- Exercise prompt
Would you set down the data below exactly as shown?

- Exercise materials
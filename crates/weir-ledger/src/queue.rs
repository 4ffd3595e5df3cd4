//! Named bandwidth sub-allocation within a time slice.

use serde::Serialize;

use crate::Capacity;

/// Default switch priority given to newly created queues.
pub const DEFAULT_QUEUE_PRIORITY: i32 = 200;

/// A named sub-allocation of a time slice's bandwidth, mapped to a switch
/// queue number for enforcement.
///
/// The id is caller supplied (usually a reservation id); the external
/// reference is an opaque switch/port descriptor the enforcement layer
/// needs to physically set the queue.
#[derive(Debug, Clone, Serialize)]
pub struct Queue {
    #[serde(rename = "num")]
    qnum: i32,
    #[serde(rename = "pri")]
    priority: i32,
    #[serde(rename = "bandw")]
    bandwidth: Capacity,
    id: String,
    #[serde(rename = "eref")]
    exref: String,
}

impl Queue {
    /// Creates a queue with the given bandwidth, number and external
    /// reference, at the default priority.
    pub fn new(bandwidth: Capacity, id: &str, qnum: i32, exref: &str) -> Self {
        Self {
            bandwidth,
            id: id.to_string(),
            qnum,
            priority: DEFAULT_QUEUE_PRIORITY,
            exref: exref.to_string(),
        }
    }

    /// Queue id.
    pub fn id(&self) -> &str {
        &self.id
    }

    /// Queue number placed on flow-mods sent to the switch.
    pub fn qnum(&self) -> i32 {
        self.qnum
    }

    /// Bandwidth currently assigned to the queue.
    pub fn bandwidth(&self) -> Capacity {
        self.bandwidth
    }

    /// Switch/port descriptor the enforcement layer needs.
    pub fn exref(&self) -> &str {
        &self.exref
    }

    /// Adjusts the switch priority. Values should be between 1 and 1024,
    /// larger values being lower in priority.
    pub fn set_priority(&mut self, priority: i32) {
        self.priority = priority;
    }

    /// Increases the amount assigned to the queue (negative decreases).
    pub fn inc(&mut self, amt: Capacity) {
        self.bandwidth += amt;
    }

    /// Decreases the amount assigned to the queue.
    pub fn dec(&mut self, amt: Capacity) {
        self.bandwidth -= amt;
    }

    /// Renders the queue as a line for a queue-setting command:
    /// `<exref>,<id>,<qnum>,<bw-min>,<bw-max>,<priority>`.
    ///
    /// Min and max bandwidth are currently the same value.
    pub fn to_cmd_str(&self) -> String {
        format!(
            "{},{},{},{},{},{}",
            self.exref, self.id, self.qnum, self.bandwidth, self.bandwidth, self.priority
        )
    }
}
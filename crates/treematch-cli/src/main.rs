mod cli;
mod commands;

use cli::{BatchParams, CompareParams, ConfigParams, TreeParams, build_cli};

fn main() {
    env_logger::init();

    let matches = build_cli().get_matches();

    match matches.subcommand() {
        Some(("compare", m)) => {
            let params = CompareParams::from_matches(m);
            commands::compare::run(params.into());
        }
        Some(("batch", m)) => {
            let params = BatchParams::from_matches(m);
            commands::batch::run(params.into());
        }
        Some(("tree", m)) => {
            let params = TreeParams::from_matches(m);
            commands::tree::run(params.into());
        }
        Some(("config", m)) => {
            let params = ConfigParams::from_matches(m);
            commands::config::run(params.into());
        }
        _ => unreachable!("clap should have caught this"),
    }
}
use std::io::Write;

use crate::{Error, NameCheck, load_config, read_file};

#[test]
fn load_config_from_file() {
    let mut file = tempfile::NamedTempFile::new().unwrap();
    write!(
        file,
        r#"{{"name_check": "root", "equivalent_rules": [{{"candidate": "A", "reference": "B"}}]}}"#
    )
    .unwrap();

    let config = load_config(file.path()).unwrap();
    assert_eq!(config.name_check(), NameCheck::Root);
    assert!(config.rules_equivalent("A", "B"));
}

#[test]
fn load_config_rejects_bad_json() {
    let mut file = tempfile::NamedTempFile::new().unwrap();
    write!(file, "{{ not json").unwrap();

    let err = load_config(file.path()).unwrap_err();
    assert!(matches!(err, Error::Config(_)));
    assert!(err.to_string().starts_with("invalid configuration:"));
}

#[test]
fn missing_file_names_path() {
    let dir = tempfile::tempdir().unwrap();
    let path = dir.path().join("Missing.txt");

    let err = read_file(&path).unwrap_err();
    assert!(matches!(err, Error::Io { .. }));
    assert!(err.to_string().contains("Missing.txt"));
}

- Problem solution
filename crates/weir-ledger/src/queue.rs
repository 4ffd3595e5df3cd4
//! Named bandwidth sub-allocation within a time slice.

use serde::Serialize;

use crate::Capacity;

/// Default switch priority given to newly created queues.
pub const DEFAULT_QUEUE_PRIORITY: i32 = 200;

/// A named sub-allocation of a time slice's bandwidth, mapped to a switch
/// queue number for enforcement.
///
/// The id is caller supplied (usually a reservation id); the external
/// reference is an opaque switch/port descriptor the enforcement layer
/// needs to physically set the queue.
#[derive(Debug, Clone, Serialize)]
pub struct Queue {
    #[serde(rename = "num")]
    qnum: i32,
    #[serde(rename = "pri")]
    priority: i32,
    #[serde(rename = "bandw")]
    bandwidth: Capacity,
    id: String,
    #[serde(rename = "eref")]
    exref: String,
}

impl Queue {
    /// Creates a queue with the given bandwidth, number and external
    /// reference, at the default priority.
    pub fn new(bandwidth: Capacity, id: &str, qnum: i32, exref: &str) -> Self {
        Self {
            bandwidth,
            id: id.to_string(),
            qnum,
            priority: DEFAULT_QUEUE_PRIORITY,
            exref: exref.to_string(),
        }
    }

    /// Queue id.
    pub fn id(&self) -> &str {
        &self.id
    }

    /// Queue number placed on flow-mods sent to the switch.
    pub fn qnum(&self) -> i32 {
        self.qnum
    }

    /// Bandwidth currently assigned to the queue.
    pub fn bandwidth(&self) -> Capacity {
        self.bandwidth
    }

    /// Switch/port descriptor the enforcement layer needs.
    pub fn exref(&self) -> &str {
        &self.exref
    }

    /// Adjusts the switch priority. Values should be between 1 and 1024,
    /// larger values being lower in priority.
    pub fn set_priority(&mut self, priority: i32) {
        self.priority = priority;
    }

    /// Increases the amount assigned to the queue (negative decreases).
    pub fn inc(&mut self, amt: Capacity) {
        self.bandwidth += amt;
    }

    /// Decreases the amount assigned to the queue.
    pub fn dec(&mut self, amt: Capacity) {
        self.bandwidth -= amt;
    }

    /// Renders the queue as a line for a queue-setting command:
    /// `<exref>,<id>,<qnum>,<bw-min>,<bw-max>,<priority>`.
    ///
    /// Min and max bandwidth are currently the same value.
    pub fn to_cmd_str(&self) -> String {
        format!(
            "{},{},{},{},{},{}",
            self.exref, self.id, self.qnum, self.bandwidth, self.bandwidth, self.priority
        )
    }
}
filename crates/treematch-cli/src/main.rs
mod cli;
mod commands;

use cli::{BatchParams, CompareParams, ConfigParams, TreeParams, build_cli};

fn main() {
    env_logger::init();

    let matches = build_cli().get_matches();

    match matches.subcommand() {
        Some(("compare", m)) => {
            let params = CompareParams::from_matches(m);
            commands::compare::run(params.into());
        }
        Some(("batch", m)) => {
            let params = BatchParams::from_matches(m);
            commands::batch::run(params.into());
        }
        Some(("tree", m)) => {
            let params = TreeParams::from_matches(m);
            commands::tree::run(params.into());
        }
        Some(("config", m)) => {
            let params = ConfigParams::from_matches(m);
            commands::config::run(params.into());
        }
        _ => unreachable!("clap should have caught this"),
    }
}
use std::io::Write;

use crate::{Error, NameCheck, load_config, read_file};

#[test]
fn load_config_from_file() {
    let mut file = tempfile::NamedTempFile::new().unwrap();
    write!(
        file,
        r#"{{"name_check": "root", "equivalent_rules": [{{"candidate": "A", "reference": "B"}}]}}"#
    )
    .unwrap();

    let config = load_config(file.path()).unwrap();
    assert_eq!(config.name_check(), NameCheck::Root);
    assert!(config.rules_equivalent("A", "B"));
}

#[test]
fn load_config_rejects_bad_json() {
    let mut file = tempfile::NamedTempFile::new().unwrap();
    write!(file, "{{ not json").unwrap();

    let err = load_config(file.path()).unwrap_err();
    assert!(matches!(err, Error::Config(_)));
    assert!(err.to_string().starts_with("invalid configuration:"));
}

#[test]
fn missing_file_names_path() {
    let dir = tempfile::tempdir().unwrap();
    let path = dir.path().join("Missing.txt");

    let err = read_file(&path).unwrap_err();
    assert!(matches!(err, Error::Io { .. }));
    assert!(err.to_string().contains("Missing.txt"));
}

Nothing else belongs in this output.